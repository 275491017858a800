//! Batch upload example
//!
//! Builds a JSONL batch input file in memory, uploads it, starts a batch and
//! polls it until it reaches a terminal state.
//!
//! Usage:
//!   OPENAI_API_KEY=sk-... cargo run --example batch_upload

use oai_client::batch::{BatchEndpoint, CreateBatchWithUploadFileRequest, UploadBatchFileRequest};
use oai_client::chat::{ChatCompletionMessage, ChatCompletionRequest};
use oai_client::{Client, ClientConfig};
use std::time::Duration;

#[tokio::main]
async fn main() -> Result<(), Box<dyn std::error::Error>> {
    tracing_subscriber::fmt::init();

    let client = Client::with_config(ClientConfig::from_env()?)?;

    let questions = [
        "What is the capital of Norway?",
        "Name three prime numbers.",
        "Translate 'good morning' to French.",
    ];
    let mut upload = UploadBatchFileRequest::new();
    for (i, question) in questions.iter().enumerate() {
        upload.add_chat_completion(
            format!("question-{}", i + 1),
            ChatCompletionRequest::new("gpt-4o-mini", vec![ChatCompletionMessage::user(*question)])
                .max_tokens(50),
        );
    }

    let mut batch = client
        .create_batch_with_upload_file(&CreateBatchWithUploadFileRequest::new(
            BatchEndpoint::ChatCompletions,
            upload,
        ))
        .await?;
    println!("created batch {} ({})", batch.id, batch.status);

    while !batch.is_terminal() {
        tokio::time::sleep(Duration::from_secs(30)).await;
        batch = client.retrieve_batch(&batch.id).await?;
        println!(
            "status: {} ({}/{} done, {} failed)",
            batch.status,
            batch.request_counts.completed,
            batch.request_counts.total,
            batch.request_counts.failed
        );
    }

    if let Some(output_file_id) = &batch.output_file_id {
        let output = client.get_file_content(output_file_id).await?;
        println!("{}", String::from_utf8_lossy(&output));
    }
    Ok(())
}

§

• [What to work on]:
How many lines in the records above contain the word "example"? Give only the number.

• [Exercise solution]:
2